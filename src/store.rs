use std::collections::HashMap;
use std::net::IpAddr;
use std::sync::{Arc, Mutex, MutexGuard};

use chrono::{DateTime, Utc};
use rand::rngs::OsRng;

use crate::error::ApiError;
use crate::keys::generate_key;
use crate::models::Paste;

/// Give up on finding a free key after this many draws.
const MAX_KEY_ATTEMPTS: usize = 1000;

/// Process-wide map of paste key to paste.
#[derive(Clone)]
pub struct PasteStore {
    pastes: Arc<Mutex<HashMap<String, Paste>>>,
    id_length: usize,
}

impl PasteStore {
    pub fn new(id_length: usize) -> Self {
        PasteStore {
            pastes: Arc::default(),
            id_length,
        }
    }

    /// Store a paste and return its key.
    pub fn create(&self, text: String, source_address: Option<IpAddr>) -> crate::ApiResult<String> {
        self.create_at(text, source_address, Utc::now())
    }

    pub fn create_at(
        &self,
        text: String,
        source_address: Option<IpAddr>,
        now: DateTime<Utc>,
    ) -> crate::ApiResult<String> {
        let mut pastes = self.lock()?;

        let key = (0..MAX_KEY_ATTEMPTS)
            .map(|_| generate_key(&mut OsRng, self.id_length))
            .find(|key| {
                pastes
                    .get(key)
                    .map_or(true, |paste| !paste.is_accessible_at(&now))
            })
            .ok_or(ApiError::KeySpaceExhausted {
                attempts: MAX_KEY_ATTEMPTS,
            })?;

        // an expired paste under the same key is simply replaced
        pastes.insert(key.clone(), Paste::new(text, source_address, now));
        Ok(key)
    }

    /// Read a paste, marking it as read.
    pub fn view(&self, key: &str) -> crate::ApiResult<Paste> {
        self.view_at(key, Utc::now())
    }

    pub fn view_at(&self, key: &str, now: DateTime<Utc>) -> crate::ApiResult<Paste> {
        let mut pastes = self.lock()?;

        let paste = pastes.get_mut(key).ok_or(ApiError::NotFound)?;
        if !paste.is_accessible_at(&now) {
            pastes.remove(key);
            return Err(ApiError::NotFound);
        }

        paste.last_read = Some(now);
        Ok(paste.clone())
    }

    /// Drop every paste that can no longer be read, returning how many were dropped.
    pub fn purge_expired(&self) -> crate::ApiResult<usize> {
        self.purge_expired_at(Utc::now())
    }

    pub fn purge_expired_at(&self, now: DateTime<Utc>) -> crate::ApiResult<usize> {
        let mut pastes = self.lock()?;
        let before = pastes.len();
        pastes.retain(|_, paste| paste.is_accessible_at(&now));
        Ok(before - pastes.len())
    }

    pub fn len(&self) -> crate::ApiResult<usize> {
        Ok(self.lock()?.len())
    }

    #[cfg(test)]
    pub fn get(&self, key: &str) -> Option<Paste> {
        self.lock().ok()?.get(key).cloned()
    }

    fn lock(&self) -> crate::ApiResult<MutexGuard<'_, HashMap<String, Paste>>> {
        self.pastes.lock().map_err(|_| ApiError::Poisoned)
    }
}

#[cfg(test)]
mod tests {
    use chrono::Duration;

    use super::*;
    use crate::models::paste_lifetime;

    fn tick() -> Duration {
        Duration::nanoseconds(1)
    }

    #[test]
    fn create_then_view_returns_text() {
        let store = PasteStore::new(8);
        let key = store.create("hello".into(), None).unwrap();
        assert_eq!(key.len(), 8);

        assert_eq!(store.view(&key).unwrap().text, "hello");
        assert!(store.get(&key).unwrap().last_read.is_some());
    }

    #[test]
    fn records_source_address() {
        let store = PasteStore::new(8);
        let addr: IpAddr = "192.0.2.1".parse().unwrap();
        let key = store.create("hello".into(), Some(addr)).unwrap();
        assert_eq!(store.get(&key).unwrap().source_address, Some(addr));
    }

    #[test]
    fn unknown_key_is_not_found() {
        let store = PasteStore::new(8);
        store.create("hello".into(), None).unwrap();
        assert!(matches!(store.view("doesnotexist"), Err(ApiError::NotFound)));
    }

    #[test]
    fn expiry_boundary() {
        let store = PasteStore::new(8);
        let created = Utc::now();
        let key = store.create_at("hello".into(), None, created).unwrap();
        let expires = store.get(&key).unwrap().expires_at;
        assert_eq!(expires, created + paste_lifetime());

        assert_eq!(store.view_at(&key, expires - tick()).unwrap().text, "hello");
        assert_eq!(store.view_at(&key, expires).unwrap().text, "hello");
        assert!(matches!(
            store.view_at(&key, expires + tick()),
            Err(ApiError::NotFound)
        ));
    }

    #[test]
    fn expired_paste_is_dropped_on_access() {
        let store = PasteStore::new(8);
        let created = Utc::now();
        let key = store.create_at("hello".into(), None, created).unwrap();

        let late = created + paste_lifetime() + tick();
        assert!(store.view_at(&key, late).is_err());
        assert!(store.get(&key).is_none());
        // stays gone even for a reader whose clock says it is still live
        assert!(matches!(store.view_at(&key, created), Err(ApiError::NotFound)));
    }

    #[test]
    fn repeated_views_track_latest_read() {
        let store = PasteStore::new(8);
        let created = Utc::now();
        let key = store.create_at("hello".into(), None, created).unwrap();

        let first = created + Duration::minutes(1);
        let second = created + Duration::hours(2);
        store.view_at(&key, first).unwrap();
        assert_eq!(store.get(&key).unwrap().last_read, Some(first));

        assert_eq!(store.view_at(&key, second).unwrap().text, "hello");
        let paste = store.get(&key).unwrap();
        assert_eq!(paste.last_read, Some(second));
        assert_eq!(paste.text, "hello");
    }

    #[test]
    fn purge_drops_only_expired() {
        let store = PasteStore::new(8);
        let old = Utc::now() - Duration::hours(30);
        let stale = store.create_at("old".into(), None, old).unwrap();
        let fresh = store.create("new".into(), None).unwrap();

        assert_eq!(store.purge_expired().unwrap(), 1);
        assert_eq!(store.len().unwrap(), 1);
        assert!(store.get(&stale).is_none());
        assert_eq!(store.view(&fresh).unwrap().text, "new");
    }

    #[test]
    fn live_keys_are_never_reused() {
        // one-character keys leave only 36 slots
        let store = PasteStore::new(1);
        let now = Utc::now();
        for i in 0..36 {
            store.create_at(format!("paste {i}"), None, now).unwrap();
        }
        assert_eq!(store.len().unwrap(), 36);
        assert!(matches!(
            store.create_at("one too many".into(), None, now),
            Err(ApiError::KeySpaceExhausted { .. })
        ));
    }

    #[test]
    fn expired_keys_can_be_reused() {
        let store = PasteStore::new(1);
        let then = Utc::now() - Duration::hours(25);
        for i in 0..36 {
            store.create_at(format!("paste {i}"), None, then).unwrap();
        }

        let key = store.create("fresh".into(), None).unwrap();
        assert_eq!(store.len().unwrap(), 36);
        assert_eq!(store.view(&key).unwrap().text, "fresh");
    }
}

---*---

▶ **PROBLEM DESCRIPTION**: State in a single number how many lines in the data include the word "String".

▶ **RESULT OF THIS TASK**: 5